I can't join up the three words 'cos Phil has blacklisted his name.


----------



## TJBi (Jul 20, 2018)

Herman said:


> We will be on our way to France in 3 weeks and we have decided to focus on Brittany, I've searched for the top 10 places to see and made my list. Has anybody any recommendation of places worth visiting, tips for stop overs, favourite restaurants and cafe's etc. Any pointers will be appreciated.
> 
> thanks in advance, Ken.



With no clues given as to what you like, a bit difficult to give recommendations.  What have you already shortlisted?


----------



## witzend (Jul 20, 2018)

izwozral said:


> Win
> ton
> ian?



He asked for recomendations not avoidances LOL


----------



## TJBi (Jul 20, 2018)

witzend said:


> He asked for recomendations not avoidances LOL



He whose username began with the big "W" was a mine of useful information and advice on what to see in Brittany inter alia and is reported to have provided much useful assistance to members.


----------



## Herman (Jul 20, 2018)

We like sight seeing and coastal towns, unfortunately we cannot do museum or places that are not dog friendly. I like to partake in a little local refreshments so a bar near a stop over is essential, 

I have a top ten list of places I'd like to visit,

1, Auray
2, Carnac
3, Dinan
4, Locronan
5, Painpont
6, Ploumanac'h
7, Pont Aven
8, Rochforte
9, Roscoff
10, St Malo 

We been to Cap Sizun (Point De Raz), Quimper and Concarneau before, but may add Huelgoat forest and some standing stone sites to the itinery.

Thanks for the replies, I'll trawl through those photos tonight a make what i like the look of on a map.

Cheers, Ken.


----------



## guerdeval (Jul 21, 2018)

*Huelgoat*

I lived in the forest for 7 years,nice town, well worth visiting Morlaix on a saturday morning for the market. Roscoff is nice too with an Aire just to the West towards Santec (not the one in town which is busy). We would take the camper North to Locquiric and park overnight in the Aire on the beach a few miles before the town,lovely and best of all free, btw dogs are permitted in most restaurants.After Saturday market we’d go to Carantec for moules and frites on the beach with eexcellent parking, generally you’ll find the Bretons welcoming and “cheers” in the bar is “yamat”.


----------



## TJBi (Jul 21, 2018)

Herman said:


> We like sight seeing and coastal towns, unfortunately we cannot do museum or places that are not dog friendly. I like to partake in a little local refreshments so a bar near a stop over is essential,
> 
> I have a top ten list of places I'd like to visit,
> 
> ...



Nice list!  I visited Ploumanac'h many years ago and very much liked it, but that was by yacht; I wondered about going there recenly, but read that motorhome parking is a major issue.  Superb coastline.  I also liked Paimpol, Lézardrieux and Tréguier; the first and third both feature in the POIs; Lézardrieux has a coastal aire at CAMPINGCAR-INFOS but I doubt that there's a bar adjacent.

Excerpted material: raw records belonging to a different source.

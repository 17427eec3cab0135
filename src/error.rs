use std::time::Duration;
use thiserror::Error;

pub type Result<T> = std::result::Result<T, CrawlerError>;

#[derive(Error, Debug, Clone, PartialEq)]
pub enum CrawlerError {
    #[error("Invalid search criteria: {0}")]
    Validation(String),

    #[error("Browser error: {0}")]
    Browser(String),

    #[error("Navigation error: {0}")]
    Navigation(String),

    #[error("Timed out after {after:?} while {operation}")]
    Timeout { operation: String, after: Duration },

    #[error("Element not found: {0}")]
    ElementNotFound(String),

    #[error("Parse error: {0}")]
    Parse(String),

    #[error("Storage error: {0}")]
    Storage(String),

    #[error("Configuration error: {0}")]
    Config(String),

    #[error("Notification error: {0}")]
    Notification(String),

    #[error("Schedule error: {0}")]
    Schedule(String),

    #[error("Internal error: {0}")]
    Internal(String),
}

#[derive(Debug, Clone, Copy, PartialEq, Eq)]
pub enum RecoveryStrategy {
    /// Tear the browser session down and try the whole site once more.
    RetryOnce,
    /// Skip the current UI step and carry on with the rest of the flow.
    SkipStep,
    /// Give up on this site; other sites are unaffected.
    FailSite,
    /// Surface to whoever invoked the command.
    ReportToCaller,
}

impl CrawlerError {
    pub fn timeout(operation: impl Into<String>, after: Duration) -> Self {
        CrawlerError::Timeout {
            operation: operation.into(),
            after,
        }
    }

    pub fn recovery_strategy(&self) -> RecoveryStrategy {
        match self {
            CrawlerError::Navigation(_) => RecoveryStrategy::RetryOnce,
            CrawlerError::Timeout { .. } => RecoveryStrategy::RetryOnce,
            CrawlerError::Browser(_) => RecoveryStrategy::RetryOnce,
            CrawlerError::ElementNotFound(_) => RecoveryStrategy::SkipStep,
            CrawlerError::Parse(_) => RecoveryStrategy::FailSite,
            CrawlerError::Validation(_) => RecoveryStrategy::ReportToCaller,
            CrawlerError::Storage(_) => RecoveryStrategy::ReportToCaller,
            CrawlerError::Config(_) => RecoveryStrategy::ReportToCaller,
            CrawlerError::Notification(_) => RecoveryStrategy::ReportToCaller,
            CrawlerError::Schedule(_) => RecoveryStrategy::ReportToCaller,
            CrawlerError::Internal(_) => RecoveryStrategy::ReportToCaller,
        }
    }

    /// Whether a fresh browser session could plausibly succeed where this one failed.
    pub fn is_transient(&self) -> bool {
        self.recovery_strategy() == RecoveryStrategy::RetryOnce
    }
}

impl From<std::io::Error> for CrawlerError {
    fn from(err: std::io::Error) -> Self {
        CrawlerError::Storage(err.to_string())
    }
}

impl From<serde_json::Error> for CrawlerError {
    fn from(err: serde_json::Error) -> Self {
        CrawlerError::Parse(err.to_string())
    }
}

impl From<toml::de::Error> for CrawlerError {
    fn from(err: toml::de::Error) -> Self {
        CrawlerError::Config(err.to_string())
    }
}

impl From<toml::ser::Error> for CrawlerError {
    fn from(err: toml::ser::Error) -> Self {
        CrawlerError::Config(err.to_string())
    }
}

impl From<config::ConfigError> for CrawlerError {
    fn from(err: config::ConfigError) -> Self {
        CrawlerError::Config(err.to_string())
    }
}

impl From<notify::Error> for CrawlerError {
    fn from(err: notify::Error) -> Self {
        CrawlerError::Config(format!("file watcher: {}", err))
    }
}

impl From<chromiumoxide::error::CdpError> for CrawlerError {
    fn from(err: chromiumoxide::error::CdpError) -> Self {
        CrawlerError::Browser(err.to_string())
    }
}

impl From<lettre::error::Error> for CrawlerError {
    fn from(err: lettre::error::Error) -> Self {
        CrawlerError::Notification(err.to_string())
    }
}

impl From<lettre::address::AddressError> for CrawlerError {
    fn from(err: lettre::address::AddressError) -> Self {
        CrawlerError::Notification(format!("invalid address: {}", err))
    }
}

impl From<lettre::transport::smtp::Error> for CrawlerError {
    fn from(err: lettre::transport::smtp::Error) -> Self {
        CrawlerError::Notification(err.to_string())
    }
}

To the south of Pont Aven, you have the commune of Névez; the bourg is inland and has an aire with services (water €2), but there are a number of aires without services on the coast (CR or OR in the POIs), only some of which have some form of hostelry nearby.

East of Carnac, the Golfe du Morbihan is worth exploring. Some very nice locations, but you would need to research which have bars.

Do bear in mind, however, that coastal locations are likely to be in great demand when you are over there.


----------



## clf86ha (Aug 20, 2018)

Audierne.
Josselin.
nice barrage at Arzal.
Chateaulin.
Douarnanez.
Benodet.
Quiberon.


----------



## spigot (Aug 20, 2018)

TJBi said:


> He whose username began with the big "W" was a mine of useful information and advice on what to see in Brittany inter alia and is reported to have provided much useful assistance to members.



Mr. "W" from Britanny is likely to give far better advice than most on here, having lived in the area for many years.

He is very generous with his help & recommendations.


----------



## witzend (Aug 22, 2018)

Breizhpedia
and Manor of the Automobile and Old Trades of Loheac free to overnite on site and nr by


----------